Task instructions. Everything from the line with "if now < deadline" to the end of the data is to be retyped exactly, and nothing else.

──────── Extracted records

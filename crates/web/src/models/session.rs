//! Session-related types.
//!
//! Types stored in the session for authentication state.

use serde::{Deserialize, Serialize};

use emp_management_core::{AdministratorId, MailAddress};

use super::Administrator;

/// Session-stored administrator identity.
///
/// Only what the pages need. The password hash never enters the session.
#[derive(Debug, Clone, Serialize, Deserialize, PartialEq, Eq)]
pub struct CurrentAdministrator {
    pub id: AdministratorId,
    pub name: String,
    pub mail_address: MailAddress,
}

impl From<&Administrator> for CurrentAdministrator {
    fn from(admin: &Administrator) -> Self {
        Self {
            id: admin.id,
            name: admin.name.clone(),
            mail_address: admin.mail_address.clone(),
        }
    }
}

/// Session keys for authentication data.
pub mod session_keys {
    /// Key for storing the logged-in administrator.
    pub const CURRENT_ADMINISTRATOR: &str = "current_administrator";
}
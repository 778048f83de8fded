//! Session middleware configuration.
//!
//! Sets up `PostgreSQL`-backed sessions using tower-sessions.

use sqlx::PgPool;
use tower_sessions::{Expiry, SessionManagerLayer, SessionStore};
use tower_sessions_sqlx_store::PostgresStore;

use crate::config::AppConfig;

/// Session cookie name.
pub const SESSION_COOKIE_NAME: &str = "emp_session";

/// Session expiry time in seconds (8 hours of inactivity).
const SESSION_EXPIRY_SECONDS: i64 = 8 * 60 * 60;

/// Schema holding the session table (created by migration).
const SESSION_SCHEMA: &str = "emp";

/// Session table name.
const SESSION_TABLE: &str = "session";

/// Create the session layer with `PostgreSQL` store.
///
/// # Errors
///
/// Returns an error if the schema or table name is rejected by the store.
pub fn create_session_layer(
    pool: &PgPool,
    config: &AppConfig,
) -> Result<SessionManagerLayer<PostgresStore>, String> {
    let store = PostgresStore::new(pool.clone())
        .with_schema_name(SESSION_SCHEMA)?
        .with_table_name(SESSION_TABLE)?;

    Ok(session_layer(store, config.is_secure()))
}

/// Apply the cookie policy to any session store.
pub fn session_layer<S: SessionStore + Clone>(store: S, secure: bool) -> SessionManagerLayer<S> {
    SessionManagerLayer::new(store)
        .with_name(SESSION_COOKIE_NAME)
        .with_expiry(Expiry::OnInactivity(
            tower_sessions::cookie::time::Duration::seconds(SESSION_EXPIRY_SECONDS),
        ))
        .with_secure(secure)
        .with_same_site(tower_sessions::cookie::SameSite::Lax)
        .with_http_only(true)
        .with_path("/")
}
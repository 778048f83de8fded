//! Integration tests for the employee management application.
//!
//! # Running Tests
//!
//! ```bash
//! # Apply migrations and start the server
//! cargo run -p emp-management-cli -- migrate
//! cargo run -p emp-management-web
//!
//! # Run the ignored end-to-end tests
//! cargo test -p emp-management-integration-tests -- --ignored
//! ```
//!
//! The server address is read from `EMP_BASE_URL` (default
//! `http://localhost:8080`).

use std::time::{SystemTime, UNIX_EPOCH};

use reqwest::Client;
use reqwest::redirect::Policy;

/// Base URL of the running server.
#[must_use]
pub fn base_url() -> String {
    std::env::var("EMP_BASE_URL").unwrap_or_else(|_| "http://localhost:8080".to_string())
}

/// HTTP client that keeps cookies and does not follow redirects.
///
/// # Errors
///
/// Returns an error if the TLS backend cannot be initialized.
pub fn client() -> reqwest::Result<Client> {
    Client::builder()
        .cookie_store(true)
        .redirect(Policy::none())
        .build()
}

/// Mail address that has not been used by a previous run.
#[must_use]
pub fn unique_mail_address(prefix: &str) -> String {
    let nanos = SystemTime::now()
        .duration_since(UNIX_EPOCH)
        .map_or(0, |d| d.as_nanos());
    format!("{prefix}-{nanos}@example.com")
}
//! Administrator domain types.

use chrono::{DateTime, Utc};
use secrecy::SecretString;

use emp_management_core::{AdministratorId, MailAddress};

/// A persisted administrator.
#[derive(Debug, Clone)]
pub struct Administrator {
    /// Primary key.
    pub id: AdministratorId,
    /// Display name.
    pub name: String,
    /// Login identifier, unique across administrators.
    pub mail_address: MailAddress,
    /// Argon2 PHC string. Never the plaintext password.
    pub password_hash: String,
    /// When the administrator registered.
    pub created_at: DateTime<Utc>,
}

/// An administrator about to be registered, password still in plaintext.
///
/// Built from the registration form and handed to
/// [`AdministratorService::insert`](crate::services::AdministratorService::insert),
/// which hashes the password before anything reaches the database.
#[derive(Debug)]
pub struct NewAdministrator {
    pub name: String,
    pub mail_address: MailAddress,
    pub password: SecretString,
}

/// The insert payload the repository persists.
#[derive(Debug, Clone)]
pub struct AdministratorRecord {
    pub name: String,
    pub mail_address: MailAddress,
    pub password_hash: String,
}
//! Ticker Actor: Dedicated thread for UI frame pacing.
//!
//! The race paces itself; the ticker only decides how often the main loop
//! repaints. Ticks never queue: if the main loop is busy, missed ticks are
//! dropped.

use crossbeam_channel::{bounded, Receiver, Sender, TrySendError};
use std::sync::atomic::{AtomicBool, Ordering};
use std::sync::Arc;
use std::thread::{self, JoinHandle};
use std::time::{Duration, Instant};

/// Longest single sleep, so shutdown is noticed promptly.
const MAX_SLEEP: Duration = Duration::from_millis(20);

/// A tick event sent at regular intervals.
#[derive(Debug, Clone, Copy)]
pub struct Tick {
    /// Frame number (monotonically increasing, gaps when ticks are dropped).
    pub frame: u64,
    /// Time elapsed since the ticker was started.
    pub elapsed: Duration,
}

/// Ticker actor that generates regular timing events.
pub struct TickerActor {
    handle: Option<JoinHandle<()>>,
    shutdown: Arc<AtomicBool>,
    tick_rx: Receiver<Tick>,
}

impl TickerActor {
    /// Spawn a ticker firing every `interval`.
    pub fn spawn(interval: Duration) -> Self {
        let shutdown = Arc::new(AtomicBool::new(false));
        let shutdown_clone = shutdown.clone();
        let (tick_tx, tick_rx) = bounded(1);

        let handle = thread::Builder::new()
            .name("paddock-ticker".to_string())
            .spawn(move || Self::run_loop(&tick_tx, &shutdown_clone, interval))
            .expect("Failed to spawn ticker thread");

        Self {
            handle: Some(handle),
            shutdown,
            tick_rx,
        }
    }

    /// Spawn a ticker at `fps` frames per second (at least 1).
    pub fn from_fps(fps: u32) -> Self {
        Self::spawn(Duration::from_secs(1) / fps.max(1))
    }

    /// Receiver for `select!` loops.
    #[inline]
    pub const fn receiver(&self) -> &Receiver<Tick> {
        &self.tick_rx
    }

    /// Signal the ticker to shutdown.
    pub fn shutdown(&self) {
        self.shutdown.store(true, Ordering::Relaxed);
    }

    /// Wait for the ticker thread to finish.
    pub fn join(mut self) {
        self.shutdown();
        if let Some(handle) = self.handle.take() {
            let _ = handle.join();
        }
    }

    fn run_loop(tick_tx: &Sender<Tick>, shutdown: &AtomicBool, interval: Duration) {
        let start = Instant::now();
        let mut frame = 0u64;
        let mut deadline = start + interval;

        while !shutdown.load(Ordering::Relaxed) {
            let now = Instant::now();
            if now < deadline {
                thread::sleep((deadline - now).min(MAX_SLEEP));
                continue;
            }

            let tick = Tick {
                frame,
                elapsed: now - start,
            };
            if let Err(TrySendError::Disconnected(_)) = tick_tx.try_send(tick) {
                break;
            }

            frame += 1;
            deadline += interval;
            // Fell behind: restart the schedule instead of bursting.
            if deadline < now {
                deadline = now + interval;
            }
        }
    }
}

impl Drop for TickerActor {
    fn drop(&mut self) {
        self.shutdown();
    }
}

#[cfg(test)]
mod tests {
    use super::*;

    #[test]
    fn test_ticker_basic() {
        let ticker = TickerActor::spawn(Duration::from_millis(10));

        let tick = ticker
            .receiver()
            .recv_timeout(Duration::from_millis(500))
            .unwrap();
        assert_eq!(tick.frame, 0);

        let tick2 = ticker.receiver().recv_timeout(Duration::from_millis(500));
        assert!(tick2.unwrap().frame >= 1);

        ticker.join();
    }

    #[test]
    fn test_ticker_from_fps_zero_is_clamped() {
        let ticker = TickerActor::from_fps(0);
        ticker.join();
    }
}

────────────────

Finished exercise.
            if now < deadline {
                thread::sleep((deadline - now).min(MAX_SLEEP));
                continue;
            }

            let tick = Tick {
                frame,
                elapsed: now - start,
            };
            if let Err(TrySendError::Disconnected(_)) = tick_tx.try_send(tick) {
                break;
            }

            frame += 1;
            deadline += interval;
            // Fell behind: restart the schedule instead of bursting.
            if deadline < now {
                deadline = now + interval;
            }
        }
    }
}

impl Drop for TickerActor {
    fn drop(&mut self) {
        self.shutdown();
    }
}

#[cfg(test)]
mod tests {
    use super::*;

    #[test]
    fn test_ticker_basic() {
        let ticker = TickerActor::spawn(Duration::from_millis(10));

        let tick = ticker
            .receiver()
            .recv_timeout(Duration::from_millis(500))
            .unwrap();
        assert_eq!(tick.frame, 0);

        let tick2 = ticker.receiver().recv_timeout(Duration::from_millis(500));
        assert!(tick2.unwrap().frame >= 1);

        ticker.join();
    }

    #[test]
    fn test_ticker_from_fps_zero_is_clamped() {
        let ticker = TickerActor::from_fps(0);
        ticker.join();
    }
}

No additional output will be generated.